**Recorded information:**

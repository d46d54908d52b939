//! Settings persistence
//!
//! Volume, shuffle, loop, and the last played index survive page reloads
//! through a session-scoped key/value store. Values are advisory: anything
//! missing or malformed falls back to its default.

use crate::error::Result;
use std::collections::HashMap;

pub const VOLUME_KEY: &str = "volume";
pub const SHUFFLE_KEY: &str = "shuffle_enabled";
pub const LOOP_KEY: &str = "loop_enabled";
pub const LAST_INDEX_KEY: &str = "last_current_index";

/// Session-scoped string store (browser `sessionStorage` or equivalent)
pub trait SettingsStorage {
    fn get_item(&self, key: &str) -> Option<String>;

    fn set_item(&mut self, key: &str, value: &str) -> Result<()>;
}

/// In-process storage
#[derive(Debug, Default, Clone)]
pub struct MemoryStorage {
    items: HashMap<String, String>,
}

impl MemoryStorage {
    pub fn new() -> Self {
        Self::default()
    }

    /// Storage pre-filled with `items`
    pub fn with_items<K, V>(items: impl IntoIterator<Item = (K, V)>) -> Self
    where
        K: Into<String>,
        V: Into<String>,
    {
        Self {
            items: items
                .into_iter()
                .map(|(k, v)| (k.into(), v.into()))
                .collect(),
        }
    }
}

impl SettingsStorage for MemoryStorage {
    fn get_item(&self, key: &str) -> Option<String> {
        self.items.get(key).cloned()
    }

    fn set_item(&mut self, key: &str, value: &str) -> Result<()> {
        self.items.insert(key.to_string(), value.to_string());
        Ok(())
    }
}

/// Settings as restored at startup
#[derive(Debug, Clone, Copy, PartialEq)]
pub struct PersistedSettings {
    pub volume: f32,
    pub shuffle: bool,
    pub looping: bool,
    pub last_index: Option<usize>,
}

impl PersistedSettings {
    /// Read every key, substituting defaults for missing or malformed values
    pub fn restore(storage: &dyn SettingsStorage, default_volume: f32) -> Self {
        let volume = storage
            .get_item(VOLUME_KEY)
            .and_then(|raw| raw.trim().parse::<f32>().ok())
            .filter(|v| v.is_finite() && (0.0..=1.0).contains(v))
            .unwrap_or_else(|| default_volume.clamp(0.0, 1.0));

        let shuffle = storage
            .get_item(SHUFFLE_KEY)
            .and_then(|raw| parse_flag(&raw))
            .unwrap_or(false);

        let looping = storage
            .get_item(LOOP_KEY)
            .and_then(|raw| parse_flag(&raw))
            .unwrap_or(false);

        let last_index = storage
            .get_item(LAST_INDEX_KEY)
            .and_then(|raw| raw.trim().parse::<i64>().ok())
            .and_then(|i| usize::try_from(i).ok());

        Self {
            volume,
            shuffle,
            looping,
            last_index,
        }
    }
}

/// `-1` stands for "nothing loaded"
pub fn encode_index(index: Option<usize>) -> String {
    index.map_or_else(|| "-1".to_string(), |i| i.to_string())
}

pub fn encode_flag(flag: bool) -> &'static str {
    if flag {
        "true"
    } else {
        "false"
    }
}

fn parse_flag(raw: &str) -> Option<bool> {
    match raw.trim() {
        "true" | "1" => Some(true),
        "false" | "0" => Some(false),
        _ => None,
    }
}
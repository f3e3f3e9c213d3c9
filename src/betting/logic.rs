//! Bet settlement.
//!
//! Pure payout math: a bet, a stake, a finishing order, and the round's odds
//! board go in; a settlement comes out. Balance mutation stays in the shell.

use crate::betting::types::{Bet, Settlement};
use crate::odds::OddsBoard;

/// Settles a bet against a finished race.
///
/// Payout multipliers are the fair ones implied by the odds board: straight
/// fair odds for Win, the probability of the top-two (top-three) slots
/// approximated as `2p` (`3p`) for Place (Show), and the product of the two
/// picked probabilities for an Exacta.
pub fn settle(bet: &Bet, stake: f64, order: &[usize], board: &OddsBoard) -> Settlement {
    match *bet {
        Bet::Win { horse } => {
            if order[0] == horse {
                Settlement {
                    message: "🏆 WIN! You nailed it!",
                    payout: stake * board.fair_odds(horse),
                }
            } else {
                Settlement {
                    message: "❌ Lose.",
                    payout: 0.0,
                }
            }
        }
        Bet::Place { horse } => {
            if order[..2].contains(&horse) {
                Settlement {
                    message: "🏅 PLACE! Not bad!",
                    payout: stake * (1.0 / (2.0 * board.win_prob(horse))),
                }
            } else {
                Settlement {
                    message: "❌ No place.",
                    payout: 0.0,
                }
            }
        }
        Bet::Show { horse } => {
            if order[..3].contains(&horse) {
                Settlement {
                    message: "🎖 SHOW! You placed top 3!",
                    payout: stake * (1.0 / (3.0 * board.win_prob(horse))),
                }
            } else {
                Settlement {
                    message: "❌ No show.",
                    payout: 0.0,
                }
            }
        }
        Bet::Exacta { first, second } => {
            if order[0] == first && order[1] == second {
                Settlement {
                    message: "🎯 EXACTA! Dead on!",
                    payout: stake * (1.0 / (board.win_prob(first) * board.win_prob(second))),
                }
            } else {
                Settlement {
                    message: "❌ Exacta missed.",
                    payout: 0.0,
                }
            }
        }
    }
}

#[cfg(test)]
mod tests {
    use super::*;

    // Equal strengths: every horse has win_prob 1/4 and fair odds 4.0
    fn even_board() -> OddsBoard {
        OddsBoard::from_strengths(vec![2.0, 2.0, 2.0, 2.0])
    }

    const ORDER: [usize; 4] = [2, 0, 1, 3];

    #[test]
    fn test_win_pays_fair_odds_when_first() {
        let settlement = settle(&Bet::Win { horse: 2 }, 50.0, &ORDER, &even_board());
        assert!(settlement.is_win());
        assert!((settlement.payout - 200.0).abs() < 1e-9);
    }

    #[test]
    fn test_win_loses_when_second() {
        let settlement = settle(&Bet::Win { horse: 0 }, 50.0, &ORDER, &even_board());
        assert!(!settlement.is_win());
        assert_eq!(settlement.payout, 0.0);
    }

    #[test]
    fn test_place_pays_for_first_or_second() {
        let board = even_board();
        // 1/(2 * 0.25) = 2x
        for horse in [2, 0] {
            let settlement = settle(&Bet::Place { horse }, 10.0, &ORDER, &board);
            assert!((settlement.payout - 20.0).abs() < 1e-9);
        }
        let third = settle(&Bet::Place { horse: 1 }, 10.0, &ORDER, &board);
        assert_eq!(third.payout, 0.0);
    }

    #[test]
    fn test_show_pays_for_top_three() {
        let board = even_board();
        // 1/(3 * 0.25) = 4/3x
        for horse in [2, 0, 1] {
            let settlement = settle(&Bet::Show { horse }, 30.0, &ORDER, &board);
            assert!((settlement.payout - 40.0).abs() < 1e-9);
        }
        let last = settle(&Bet::Show { horse: 3 }, 30.0, &ORDER, &board);
        assert_eq!(last.payout, 0.0);
    }

    #[test]
    fn test_winner_also_places_and_shows() {
        let board = even_board();
        let winner = ORDER[0];
        assert!(settle(&Bet::Place { horse: winner }, 5.0, &ORDER, &board).is_win());
        assert!(settle(&Bet::Show { horse: winner }, 5.0, &ORDER, &board).is_win());
    }

    #[test]
    fn test_exacta_pays_exact_order() {
        let settlement = settle(
            &Bet::Exacta { first: 2, second: 0 },
            10.0,
            &ORDER,
            &even_board(),
        );
        // 1/(0.25 * 0.25) = 16x
        assert!((settlement.payout - 160.0).abs() < 1e-9);
    }

    #[test]
    fn test_exacta_reversed_pair_loses() {
        // Both picks finished top two, but in the wrong order
        let settlement = settle(
            &Bet::Exacta { first: 0, second: 2 },
            10.0,
            &ORDER,
            &even_board(),
        );
        assert!(!settlement.is_win());
        assert_eq!(settlement.payout, 0.0);
    }

    #[test]
    fn test_uneven_board_win_payout() {
        // Strengths 1,1,1: horse 2 carries fair odds 3.0
        let board = OddsBoard::from_strengths(vec![1.0, 1.0, 1.0]);
        let settlement = settle(&Bet::Win { horse: 2 }, 100.0, &[2, 0, 1], &board);
        assert!((settlement.payout - 300.0).abs() < 1e-9);
    }

    #[test]
    fn test_bet_type_roundtrip() {
        use crate::betting::types::BetType;
        assert_eq!(Bet::Win { horse: 0 }.bet_type(), BetType::Win);
        assert_eq!(
            Bet::Exacta { first: 0, second: 1 }.bet_type(),
            BetType::Exacta
        );
        assert_eq!(BetType::all().len(), 4);
        assert_eq!(BetType::Exacta.name(), "Exacta");
    }
}
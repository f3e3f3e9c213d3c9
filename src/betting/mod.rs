//! Bet types and settlement logic.

pub mod logic;
pub mod types;

pub use logic::*;
pub use types::*;
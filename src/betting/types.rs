//! Bet menu entries, placed bets, and settlement results.

/// The four wager flavors offered in the betting menu.
#[derive(Debug, Clone, Copy, PartialEq, Eq)]
pub enum BetType {
    Win,
    Place,
    Show,
    Exacta,
}

impl BetType {
    /// All bet types in menu order.
    pub fn all() -> [BetType; 4] {
        [BetType::Win, BetType::Place, BetType::Show, BetType::Exacta]
    }

    pub fn name(&self) -> &'static str {
        match self {
            BetType::Win => "Win",
            BetType::Place => "Place",
            BetType::Show => "Show",
            BetType::Exacta => "Exacta",
        }
    }
}

/// A placed bet. Horse indices are 0-based; an Exacta's two picks are kept
/// distinct by the selection prompts, not here.
#[derive(Debug, Clone, Copy, PartialEq, Eq)]
pub enum Bet {
    Win { horse: usize },
    Place { horse: usize },
    Show { horse: usize },
    Exacta { first: usize, second: usize },
}

impl Bet {
    pub fn bet_type(&self) -> BetType {
        match self {
            Bet::Win { .. } => BetType::Win,
            Bet::Place { .. } => BetType::Place,
            Bet::Show { .. } => BetType::Show,
            Bet::Exacta { .. } => BetType::Exacta,
        }
    }
}

/// Outcome of settling one bet against one race.
///
/// `payout` is the total returned to the player including the stake, or 0.0
/// when the bet lost (the stake is forfeited).
#[derive(Debug, Clone, PartialEq)]
pub struct Settlement {
    pub message: &'static str,
    pub payout: f64,
}

impl Settlement {
    pub fn is_win(&self) -> bool {
        self.payout > 0.0
    }
}
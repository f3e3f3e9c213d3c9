// Field and track constants
pub const NUM_HORSES: usize = 6;
pub const TRACK_LENGTH: f64 = 50.0;
pub const MAX_STEP: f64 = 1.5;

// Race pacing constants
pub const TICK_INTERVAL_MS: u64 = 100;
pub const PRE_RACE_PAUSE_MS: u64 = 1000;

// Odds constants
pub const STRENGTH_MIN: f64 = 1.0;
pub const STRENGTH_MAX: f64 = 5.0;

// Session constants
pub const STARTING_BALANCE: f64 = 1000.0;

// One glyph per saddle, reused by the lobby, the track rows, and the results
pub const HORSE_GLYPHS: [&str; NUM_HORSES] = ["🐎", "🏇", "🐴", "🐎", "🏇", "🐴"];
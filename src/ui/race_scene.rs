//! Race scene rendering.
//!
//! One frame per tick: a bordered header with the bankroll and the odds
//! line, then a textual progress-bar row per horse. The current leader's
//! row is highlighted.

use crate::constants::{HORSE_GLYPHS, TRACK_LENGTH};
use crate::odds::OddsBoard;
use crate::ui::format_money;
use ratatui::{
    layout::{Constraint, Direction, Layout, Rect},
    style::{Color, Modifier, Style},
    text::Line,
    widgets::{Block, Borders, Paragraph},
    Frame,
};

/// Renders one race frame.
pub fn draw(frame: &mut Frame, board: &OddsBoard, balance: f64, positions: &[f64]) {
    let chunks = Layout::default()
        .direction(Direction::Vertical)
        .constraints([Constraint::Length(4), Constraint::Min(3)])
        .split(frame.size());

    draw_header(frame, chunks[0], board, balance);
    draw_track(frame, chunks[1], positions);
}

fn draw_header(frame: &mut Frame, area: Rect, board: &OddsBoard, balance: f64) {
    let odds_line = (0..board.horse_count())
        .map(|h| format!("{}:{:.2}", h + 1, board.fair_odds(h)))
        .collect::<Vec<_>>()
        .join("  ");

    let lines = vec![
        Line::from(format!("💰 Balance: $ {}", format_money(balance))),
        Line::from(format!("📈 Odds: {}", odds_line)),
    ];

    let header = Paragraph::new(lines).block(
        Block::default()
            .borders(Borders::ALL)
            .title(" 🐎 Horse Race Simulator 🏇 "),
    );
    frame.render_widget(header, area);
}

fn draw_track(frame: &mut Frame, area: Rect, positions: &[f64]) {
    let leader = leading_horse(positions);

    let rows: Vec<Line> = positions
        .iter()
        .enumerate()
        .map(|(horse, &pos)| {
            let style = if Some(horse) == leader {
                Style::default()
                    .fg(Color::Yellow)
                    .add_modifier(Modifier::BOLD)
            } else {
                Style::default()
            };
            Line::styled(track_row(horse, pos), style)
        })
        .collect();

    let track = Paragraph::new(rows).block(Block::default().borders(Borders::ALL));
    frame.render_widget(track, area);
}

/// Builds one horse's track row: dots for ground covered, the horse glyph,
/// then open track up to the finish post.
fn track_row(horse: usize, pos: f64) -> String {
    let track = TRACK_LENGTH as usize;
    let covered = (pos as usize).min(track);
    format!(
        "Horse {:>2} {}: {}{}{}| FINISH",
        horse + 1,
        HORSE_GLYPHS[horse],
        "·".repeat(covered),
        HORSE_GLYPHS[horse],
        " ".repeat(track - covered),
    )
}

fn leading_horse(positions: &[f64]) -> Option<usize> {
    let mut leader = None;
    let mut best = f64::NEG_INFINITY;
    for (horse, &pos) in positions.iter().enumerate() {
        if pos > best {
            best = pos;
            leader = Some(horse);
        }
    }
    leader
}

**Assignment:**
Using the entries shown above, reproduce verbatim the lines from the line bearing "survive page reloads" to the line bearing "pub struct MemoryStorage", inclusive.

**Task answer:**
//! Volume, shuffle, loop, and the last played index survive page reloads
//! through a session-scoped key/value store. Values are advisory: anything
//! missing or malformed falls back to its default.

use crate::error::Result;
use std::collections::HashMap;

pub const VOLUME_KEY: &str = "volume";
pub const SHUFFLE_KEY: &str = "shuffle_enabled";
pub const LOOP_KEY: &str = "loop_enabled";
pub const LAST_INDEX_KEY: &str = "last_current_index";

/// Session-scoped string store (browser `sessionStorage` or equivalent)
pub trait SettingsStorage {
    fn get_item(&self, key: &str) -> Option<String>;

    fn set_item(&mut self, key: &str, value: &str) -> Result<()>;
}

/// In-process storage
#[derive(Debug, Default, Clone)]
pub struct MemoryStorage {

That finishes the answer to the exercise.